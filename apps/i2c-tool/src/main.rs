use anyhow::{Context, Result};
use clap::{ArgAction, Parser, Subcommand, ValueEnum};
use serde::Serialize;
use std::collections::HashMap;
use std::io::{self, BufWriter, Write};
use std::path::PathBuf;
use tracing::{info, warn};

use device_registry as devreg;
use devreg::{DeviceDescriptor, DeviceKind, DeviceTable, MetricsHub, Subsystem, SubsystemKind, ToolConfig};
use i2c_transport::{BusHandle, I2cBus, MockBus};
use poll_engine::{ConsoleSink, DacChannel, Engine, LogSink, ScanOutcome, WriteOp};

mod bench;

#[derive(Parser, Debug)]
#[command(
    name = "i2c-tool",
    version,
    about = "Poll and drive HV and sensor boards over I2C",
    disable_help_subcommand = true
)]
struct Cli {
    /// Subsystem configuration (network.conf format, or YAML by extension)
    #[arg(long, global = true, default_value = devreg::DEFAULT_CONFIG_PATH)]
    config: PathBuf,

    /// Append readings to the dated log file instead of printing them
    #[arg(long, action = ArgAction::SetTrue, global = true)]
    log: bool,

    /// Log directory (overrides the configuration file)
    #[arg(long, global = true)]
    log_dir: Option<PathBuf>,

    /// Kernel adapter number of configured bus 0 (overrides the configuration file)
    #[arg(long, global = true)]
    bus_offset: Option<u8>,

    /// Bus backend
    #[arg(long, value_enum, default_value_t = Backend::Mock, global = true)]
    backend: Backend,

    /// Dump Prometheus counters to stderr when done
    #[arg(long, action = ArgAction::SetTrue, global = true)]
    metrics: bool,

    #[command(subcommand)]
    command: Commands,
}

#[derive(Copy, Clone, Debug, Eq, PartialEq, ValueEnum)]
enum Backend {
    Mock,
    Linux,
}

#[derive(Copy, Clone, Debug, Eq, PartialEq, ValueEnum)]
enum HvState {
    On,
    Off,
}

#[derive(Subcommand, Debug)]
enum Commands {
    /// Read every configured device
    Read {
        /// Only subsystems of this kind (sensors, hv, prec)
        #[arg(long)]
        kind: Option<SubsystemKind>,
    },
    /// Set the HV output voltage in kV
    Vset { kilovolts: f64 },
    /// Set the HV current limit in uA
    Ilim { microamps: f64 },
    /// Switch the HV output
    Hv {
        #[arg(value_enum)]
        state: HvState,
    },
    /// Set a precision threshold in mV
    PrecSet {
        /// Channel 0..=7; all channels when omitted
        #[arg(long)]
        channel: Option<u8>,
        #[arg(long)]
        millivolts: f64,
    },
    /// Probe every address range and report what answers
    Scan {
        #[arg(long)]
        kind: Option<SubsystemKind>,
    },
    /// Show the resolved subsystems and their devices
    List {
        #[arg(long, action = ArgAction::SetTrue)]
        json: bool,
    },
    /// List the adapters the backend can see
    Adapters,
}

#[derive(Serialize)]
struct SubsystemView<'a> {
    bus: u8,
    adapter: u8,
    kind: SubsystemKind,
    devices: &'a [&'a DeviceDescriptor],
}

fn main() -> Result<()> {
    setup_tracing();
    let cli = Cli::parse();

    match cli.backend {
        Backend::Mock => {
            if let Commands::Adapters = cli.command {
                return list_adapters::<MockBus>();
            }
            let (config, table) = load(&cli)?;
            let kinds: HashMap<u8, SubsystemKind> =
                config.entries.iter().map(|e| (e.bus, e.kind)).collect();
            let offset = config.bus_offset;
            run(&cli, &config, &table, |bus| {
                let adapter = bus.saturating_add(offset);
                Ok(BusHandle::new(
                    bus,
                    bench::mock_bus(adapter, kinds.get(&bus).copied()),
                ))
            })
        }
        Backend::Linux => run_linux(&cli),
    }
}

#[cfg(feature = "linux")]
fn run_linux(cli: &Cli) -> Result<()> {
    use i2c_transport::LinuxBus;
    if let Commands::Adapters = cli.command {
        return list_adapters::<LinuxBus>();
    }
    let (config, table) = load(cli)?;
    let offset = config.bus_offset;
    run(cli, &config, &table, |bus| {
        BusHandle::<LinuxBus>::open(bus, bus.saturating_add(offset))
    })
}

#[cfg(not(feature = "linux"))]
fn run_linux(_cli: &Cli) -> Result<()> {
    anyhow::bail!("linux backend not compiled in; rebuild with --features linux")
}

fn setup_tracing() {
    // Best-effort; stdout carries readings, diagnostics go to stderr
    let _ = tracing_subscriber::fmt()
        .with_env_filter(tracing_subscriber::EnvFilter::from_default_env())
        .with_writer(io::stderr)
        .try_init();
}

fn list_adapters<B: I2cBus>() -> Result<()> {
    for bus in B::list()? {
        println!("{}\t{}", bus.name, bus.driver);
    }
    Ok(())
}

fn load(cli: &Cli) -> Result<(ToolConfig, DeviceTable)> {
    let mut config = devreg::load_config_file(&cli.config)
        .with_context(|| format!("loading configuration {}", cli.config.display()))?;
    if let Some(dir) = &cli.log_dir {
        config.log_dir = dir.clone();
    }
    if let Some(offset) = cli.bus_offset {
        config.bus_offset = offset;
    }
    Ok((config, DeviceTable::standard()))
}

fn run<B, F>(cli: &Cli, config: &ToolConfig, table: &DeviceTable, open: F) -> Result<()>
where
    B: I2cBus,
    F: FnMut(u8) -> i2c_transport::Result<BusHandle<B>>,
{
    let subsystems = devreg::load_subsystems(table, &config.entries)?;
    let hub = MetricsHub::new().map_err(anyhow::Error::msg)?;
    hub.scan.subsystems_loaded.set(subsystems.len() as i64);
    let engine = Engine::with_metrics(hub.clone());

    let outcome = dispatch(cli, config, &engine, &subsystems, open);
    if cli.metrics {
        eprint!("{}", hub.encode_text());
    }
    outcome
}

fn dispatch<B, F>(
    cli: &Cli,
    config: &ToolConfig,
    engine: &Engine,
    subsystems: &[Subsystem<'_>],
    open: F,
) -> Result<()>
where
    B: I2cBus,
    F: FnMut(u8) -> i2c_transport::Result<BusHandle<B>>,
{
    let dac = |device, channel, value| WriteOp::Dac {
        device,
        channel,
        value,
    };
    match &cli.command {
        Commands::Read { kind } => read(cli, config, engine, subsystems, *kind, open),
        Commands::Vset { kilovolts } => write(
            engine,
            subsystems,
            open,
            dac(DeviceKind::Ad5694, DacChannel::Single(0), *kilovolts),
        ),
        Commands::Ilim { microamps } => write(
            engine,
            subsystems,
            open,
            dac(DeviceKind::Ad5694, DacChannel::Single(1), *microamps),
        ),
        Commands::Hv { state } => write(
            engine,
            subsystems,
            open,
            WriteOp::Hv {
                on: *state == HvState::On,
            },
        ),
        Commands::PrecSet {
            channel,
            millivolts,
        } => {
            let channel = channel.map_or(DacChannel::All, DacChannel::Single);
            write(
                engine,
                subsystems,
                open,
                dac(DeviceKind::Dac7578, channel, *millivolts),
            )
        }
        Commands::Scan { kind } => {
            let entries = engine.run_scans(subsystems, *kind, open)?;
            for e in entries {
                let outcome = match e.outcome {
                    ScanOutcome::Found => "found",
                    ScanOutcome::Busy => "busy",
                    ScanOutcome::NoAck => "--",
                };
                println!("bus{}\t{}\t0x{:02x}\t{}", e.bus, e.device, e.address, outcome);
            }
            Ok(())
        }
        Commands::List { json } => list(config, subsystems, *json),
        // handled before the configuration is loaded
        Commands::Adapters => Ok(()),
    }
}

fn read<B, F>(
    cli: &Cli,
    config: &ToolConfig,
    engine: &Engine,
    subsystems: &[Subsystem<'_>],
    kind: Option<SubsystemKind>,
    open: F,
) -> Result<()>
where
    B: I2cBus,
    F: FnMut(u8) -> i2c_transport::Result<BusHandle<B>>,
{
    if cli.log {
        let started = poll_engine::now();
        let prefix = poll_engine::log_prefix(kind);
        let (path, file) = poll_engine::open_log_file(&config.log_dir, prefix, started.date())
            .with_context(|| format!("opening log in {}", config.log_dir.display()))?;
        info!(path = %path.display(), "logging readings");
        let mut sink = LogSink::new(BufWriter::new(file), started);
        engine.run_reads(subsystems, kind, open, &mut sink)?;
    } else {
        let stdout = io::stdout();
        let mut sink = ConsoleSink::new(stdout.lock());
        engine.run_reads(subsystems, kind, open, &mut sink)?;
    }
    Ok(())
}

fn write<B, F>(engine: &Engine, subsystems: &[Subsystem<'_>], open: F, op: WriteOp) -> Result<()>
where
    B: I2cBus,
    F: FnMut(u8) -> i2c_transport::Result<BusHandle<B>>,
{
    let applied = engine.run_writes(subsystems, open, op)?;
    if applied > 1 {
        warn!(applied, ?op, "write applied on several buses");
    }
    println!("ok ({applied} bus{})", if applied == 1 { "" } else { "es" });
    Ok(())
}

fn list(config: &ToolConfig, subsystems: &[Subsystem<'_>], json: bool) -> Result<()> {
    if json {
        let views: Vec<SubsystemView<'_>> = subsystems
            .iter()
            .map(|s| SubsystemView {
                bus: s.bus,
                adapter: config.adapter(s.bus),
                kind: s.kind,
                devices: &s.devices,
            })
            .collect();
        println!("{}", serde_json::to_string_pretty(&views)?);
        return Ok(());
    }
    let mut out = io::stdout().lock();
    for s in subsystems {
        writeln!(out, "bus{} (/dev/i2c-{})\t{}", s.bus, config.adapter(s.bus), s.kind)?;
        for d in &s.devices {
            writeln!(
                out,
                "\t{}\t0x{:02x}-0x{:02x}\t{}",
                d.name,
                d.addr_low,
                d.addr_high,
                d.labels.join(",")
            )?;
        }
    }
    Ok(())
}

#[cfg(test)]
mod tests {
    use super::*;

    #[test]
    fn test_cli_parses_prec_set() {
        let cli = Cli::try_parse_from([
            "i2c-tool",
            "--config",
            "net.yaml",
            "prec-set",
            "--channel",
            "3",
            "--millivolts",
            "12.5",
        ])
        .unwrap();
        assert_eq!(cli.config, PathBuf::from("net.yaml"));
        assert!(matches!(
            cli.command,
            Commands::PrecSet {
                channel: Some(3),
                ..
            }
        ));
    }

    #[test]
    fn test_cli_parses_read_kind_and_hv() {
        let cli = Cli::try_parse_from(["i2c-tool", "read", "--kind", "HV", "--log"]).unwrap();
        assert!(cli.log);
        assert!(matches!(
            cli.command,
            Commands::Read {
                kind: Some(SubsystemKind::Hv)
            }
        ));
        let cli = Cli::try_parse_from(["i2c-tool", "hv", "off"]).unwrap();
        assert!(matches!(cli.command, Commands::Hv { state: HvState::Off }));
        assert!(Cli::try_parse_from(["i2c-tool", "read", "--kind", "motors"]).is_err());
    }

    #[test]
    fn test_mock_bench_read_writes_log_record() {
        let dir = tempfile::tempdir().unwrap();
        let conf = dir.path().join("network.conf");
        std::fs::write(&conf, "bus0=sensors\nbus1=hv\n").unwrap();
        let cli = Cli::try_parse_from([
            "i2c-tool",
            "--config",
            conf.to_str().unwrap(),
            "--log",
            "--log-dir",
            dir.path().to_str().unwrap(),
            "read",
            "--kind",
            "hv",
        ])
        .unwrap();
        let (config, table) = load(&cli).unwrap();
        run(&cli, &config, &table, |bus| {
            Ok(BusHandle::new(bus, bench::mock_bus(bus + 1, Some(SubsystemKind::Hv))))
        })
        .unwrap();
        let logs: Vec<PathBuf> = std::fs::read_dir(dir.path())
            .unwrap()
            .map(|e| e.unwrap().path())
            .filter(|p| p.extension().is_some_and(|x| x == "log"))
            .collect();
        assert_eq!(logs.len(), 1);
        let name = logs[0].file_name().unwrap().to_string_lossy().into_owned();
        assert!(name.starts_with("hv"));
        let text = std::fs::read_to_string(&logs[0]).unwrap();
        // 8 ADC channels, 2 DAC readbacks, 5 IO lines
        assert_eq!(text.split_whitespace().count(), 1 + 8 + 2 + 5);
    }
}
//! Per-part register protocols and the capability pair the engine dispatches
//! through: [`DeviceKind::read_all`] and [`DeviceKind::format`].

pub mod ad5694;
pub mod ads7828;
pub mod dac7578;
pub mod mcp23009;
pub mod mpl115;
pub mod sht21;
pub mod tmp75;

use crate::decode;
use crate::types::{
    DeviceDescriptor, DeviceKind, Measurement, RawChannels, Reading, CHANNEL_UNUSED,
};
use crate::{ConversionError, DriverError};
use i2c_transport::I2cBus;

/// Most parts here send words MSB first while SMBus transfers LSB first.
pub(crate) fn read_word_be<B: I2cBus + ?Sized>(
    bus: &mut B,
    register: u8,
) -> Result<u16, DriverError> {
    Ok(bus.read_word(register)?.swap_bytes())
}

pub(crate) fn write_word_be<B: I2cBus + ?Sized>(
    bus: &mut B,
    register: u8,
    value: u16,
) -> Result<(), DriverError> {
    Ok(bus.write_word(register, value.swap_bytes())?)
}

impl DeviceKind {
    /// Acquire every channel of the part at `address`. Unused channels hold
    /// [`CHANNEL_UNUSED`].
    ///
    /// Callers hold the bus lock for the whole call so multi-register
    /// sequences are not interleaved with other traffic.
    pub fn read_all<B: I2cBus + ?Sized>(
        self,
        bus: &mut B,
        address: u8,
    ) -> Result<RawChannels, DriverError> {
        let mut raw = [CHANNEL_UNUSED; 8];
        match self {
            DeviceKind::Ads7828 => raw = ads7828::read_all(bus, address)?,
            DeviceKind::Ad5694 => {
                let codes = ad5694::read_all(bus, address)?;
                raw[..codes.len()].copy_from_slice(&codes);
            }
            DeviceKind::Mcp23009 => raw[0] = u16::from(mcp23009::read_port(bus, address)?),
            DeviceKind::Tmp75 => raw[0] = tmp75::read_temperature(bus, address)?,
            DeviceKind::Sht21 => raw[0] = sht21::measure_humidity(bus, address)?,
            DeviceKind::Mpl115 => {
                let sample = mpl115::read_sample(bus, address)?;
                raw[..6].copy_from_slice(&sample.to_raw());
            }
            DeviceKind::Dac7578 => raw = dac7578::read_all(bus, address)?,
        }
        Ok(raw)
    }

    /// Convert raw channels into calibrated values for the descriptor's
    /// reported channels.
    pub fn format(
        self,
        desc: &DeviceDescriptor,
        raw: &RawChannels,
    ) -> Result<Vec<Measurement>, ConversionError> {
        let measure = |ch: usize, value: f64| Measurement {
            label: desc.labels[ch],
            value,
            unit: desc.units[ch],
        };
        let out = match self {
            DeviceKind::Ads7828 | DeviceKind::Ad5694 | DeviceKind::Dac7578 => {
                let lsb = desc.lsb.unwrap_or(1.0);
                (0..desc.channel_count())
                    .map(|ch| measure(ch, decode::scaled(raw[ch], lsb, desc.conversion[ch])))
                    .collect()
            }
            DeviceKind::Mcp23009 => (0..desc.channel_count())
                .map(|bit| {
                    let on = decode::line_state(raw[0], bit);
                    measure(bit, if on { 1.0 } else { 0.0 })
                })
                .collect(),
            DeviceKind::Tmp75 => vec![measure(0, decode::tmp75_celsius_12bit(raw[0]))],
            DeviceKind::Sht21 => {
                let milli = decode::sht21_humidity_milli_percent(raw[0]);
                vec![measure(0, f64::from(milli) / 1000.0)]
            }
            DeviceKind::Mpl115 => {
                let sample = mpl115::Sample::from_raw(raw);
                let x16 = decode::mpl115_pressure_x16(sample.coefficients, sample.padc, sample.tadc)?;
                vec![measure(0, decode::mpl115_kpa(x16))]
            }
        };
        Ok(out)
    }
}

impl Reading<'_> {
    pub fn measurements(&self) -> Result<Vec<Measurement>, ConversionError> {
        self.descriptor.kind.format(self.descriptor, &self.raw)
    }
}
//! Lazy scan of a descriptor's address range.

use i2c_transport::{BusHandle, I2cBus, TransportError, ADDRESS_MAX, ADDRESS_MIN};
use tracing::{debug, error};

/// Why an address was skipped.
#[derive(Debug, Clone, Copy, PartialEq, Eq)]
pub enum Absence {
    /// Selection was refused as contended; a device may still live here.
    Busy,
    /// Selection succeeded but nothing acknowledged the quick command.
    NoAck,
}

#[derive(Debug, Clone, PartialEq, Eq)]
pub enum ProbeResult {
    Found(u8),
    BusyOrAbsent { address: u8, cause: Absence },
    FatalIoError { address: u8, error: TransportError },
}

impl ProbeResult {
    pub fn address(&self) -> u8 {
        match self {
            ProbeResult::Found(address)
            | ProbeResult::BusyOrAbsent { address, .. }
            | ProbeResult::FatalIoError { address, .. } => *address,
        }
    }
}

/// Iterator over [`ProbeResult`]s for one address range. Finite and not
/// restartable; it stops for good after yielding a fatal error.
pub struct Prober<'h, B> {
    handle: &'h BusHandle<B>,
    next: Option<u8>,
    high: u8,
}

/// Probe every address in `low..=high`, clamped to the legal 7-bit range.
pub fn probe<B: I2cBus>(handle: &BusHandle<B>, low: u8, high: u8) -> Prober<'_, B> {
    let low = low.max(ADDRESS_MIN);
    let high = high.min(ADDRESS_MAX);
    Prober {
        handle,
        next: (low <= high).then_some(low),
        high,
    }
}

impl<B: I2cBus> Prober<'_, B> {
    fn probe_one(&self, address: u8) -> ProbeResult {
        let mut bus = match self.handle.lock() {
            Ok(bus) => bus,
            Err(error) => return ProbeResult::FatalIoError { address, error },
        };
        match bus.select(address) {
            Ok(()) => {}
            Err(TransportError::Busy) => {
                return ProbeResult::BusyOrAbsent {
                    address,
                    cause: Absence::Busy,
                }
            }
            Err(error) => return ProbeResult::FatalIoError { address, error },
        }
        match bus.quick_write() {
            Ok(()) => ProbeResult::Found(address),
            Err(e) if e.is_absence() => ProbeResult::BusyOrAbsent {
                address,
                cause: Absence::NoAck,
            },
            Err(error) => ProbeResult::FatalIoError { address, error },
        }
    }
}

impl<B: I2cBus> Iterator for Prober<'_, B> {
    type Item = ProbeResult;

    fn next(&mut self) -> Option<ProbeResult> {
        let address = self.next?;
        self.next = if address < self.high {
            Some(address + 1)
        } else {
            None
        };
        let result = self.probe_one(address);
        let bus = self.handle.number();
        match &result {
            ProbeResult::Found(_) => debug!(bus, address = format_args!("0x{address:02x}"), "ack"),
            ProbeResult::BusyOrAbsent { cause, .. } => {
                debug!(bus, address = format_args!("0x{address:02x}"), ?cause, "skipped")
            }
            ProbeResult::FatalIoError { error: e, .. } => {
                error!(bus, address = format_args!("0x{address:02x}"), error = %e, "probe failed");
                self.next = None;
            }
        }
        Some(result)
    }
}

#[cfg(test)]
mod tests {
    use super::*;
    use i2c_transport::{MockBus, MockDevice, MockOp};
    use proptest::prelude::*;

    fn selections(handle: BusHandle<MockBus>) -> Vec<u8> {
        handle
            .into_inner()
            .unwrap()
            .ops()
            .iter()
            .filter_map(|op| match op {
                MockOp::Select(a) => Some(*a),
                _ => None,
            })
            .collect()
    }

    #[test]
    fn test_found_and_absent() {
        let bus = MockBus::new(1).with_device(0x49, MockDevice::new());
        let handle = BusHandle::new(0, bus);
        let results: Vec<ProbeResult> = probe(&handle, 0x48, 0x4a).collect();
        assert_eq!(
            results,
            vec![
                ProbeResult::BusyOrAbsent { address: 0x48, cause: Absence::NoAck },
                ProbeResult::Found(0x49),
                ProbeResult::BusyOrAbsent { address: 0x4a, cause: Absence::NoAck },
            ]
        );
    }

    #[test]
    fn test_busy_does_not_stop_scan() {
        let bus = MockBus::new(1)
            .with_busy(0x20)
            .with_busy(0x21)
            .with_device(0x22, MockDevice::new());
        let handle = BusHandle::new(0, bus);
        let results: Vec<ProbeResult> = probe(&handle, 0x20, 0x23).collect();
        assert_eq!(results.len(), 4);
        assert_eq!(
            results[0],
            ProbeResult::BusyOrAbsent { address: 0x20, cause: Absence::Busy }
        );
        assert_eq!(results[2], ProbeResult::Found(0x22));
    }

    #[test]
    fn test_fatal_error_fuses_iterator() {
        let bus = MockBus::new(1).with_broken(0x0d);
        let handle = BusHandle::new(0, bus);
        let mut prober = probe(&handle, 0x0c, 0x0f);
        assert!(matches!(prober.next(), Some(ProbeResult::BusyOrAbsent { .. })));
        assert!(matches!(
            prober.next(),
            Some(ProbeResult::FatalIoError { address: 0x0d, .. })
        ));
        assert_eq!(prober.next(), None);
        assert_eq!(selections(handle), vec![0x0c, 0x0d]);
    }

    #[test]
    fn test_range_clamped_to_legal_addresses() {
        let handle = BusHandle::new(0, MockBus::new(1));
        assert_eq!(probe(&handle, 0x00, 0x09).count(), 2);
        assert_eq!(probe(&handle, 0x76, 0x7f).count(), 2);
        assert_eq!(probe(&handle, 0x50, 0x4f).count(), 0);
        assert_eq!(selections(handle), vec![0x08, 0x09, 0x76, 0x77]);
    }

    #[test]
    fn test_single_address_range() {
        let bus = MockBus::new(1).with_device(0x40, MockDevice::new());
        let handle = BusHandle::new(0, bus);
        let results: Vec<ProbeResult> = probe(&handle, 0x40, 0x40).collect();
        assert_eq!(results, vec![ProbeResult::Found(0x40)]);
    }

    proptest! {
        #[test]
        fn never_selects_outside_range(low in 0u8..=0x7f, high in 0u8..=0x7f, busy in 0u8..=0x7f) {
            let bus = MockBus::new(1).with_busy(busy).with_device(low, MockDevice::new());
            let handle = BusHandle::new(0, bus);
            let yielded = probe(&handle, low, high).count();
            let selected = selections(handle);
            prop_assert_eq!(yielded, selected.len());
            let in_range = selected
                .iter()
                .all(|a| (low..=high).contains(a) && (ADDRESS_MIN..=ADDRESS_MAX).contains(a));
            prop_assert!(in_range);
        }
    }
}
------------------------------
## Task
Look for the string "applied" in the records, and copy every line where it is found.

## Output for this exercise
    let applied = engine.run_writes(subsystems, open, op)?;
    if applied > 1 {
        warn!(applied, ?op, "write applied on several buses");
    println!("ok ({applied} bus{})", if applied == 1 { "" } else { "es" });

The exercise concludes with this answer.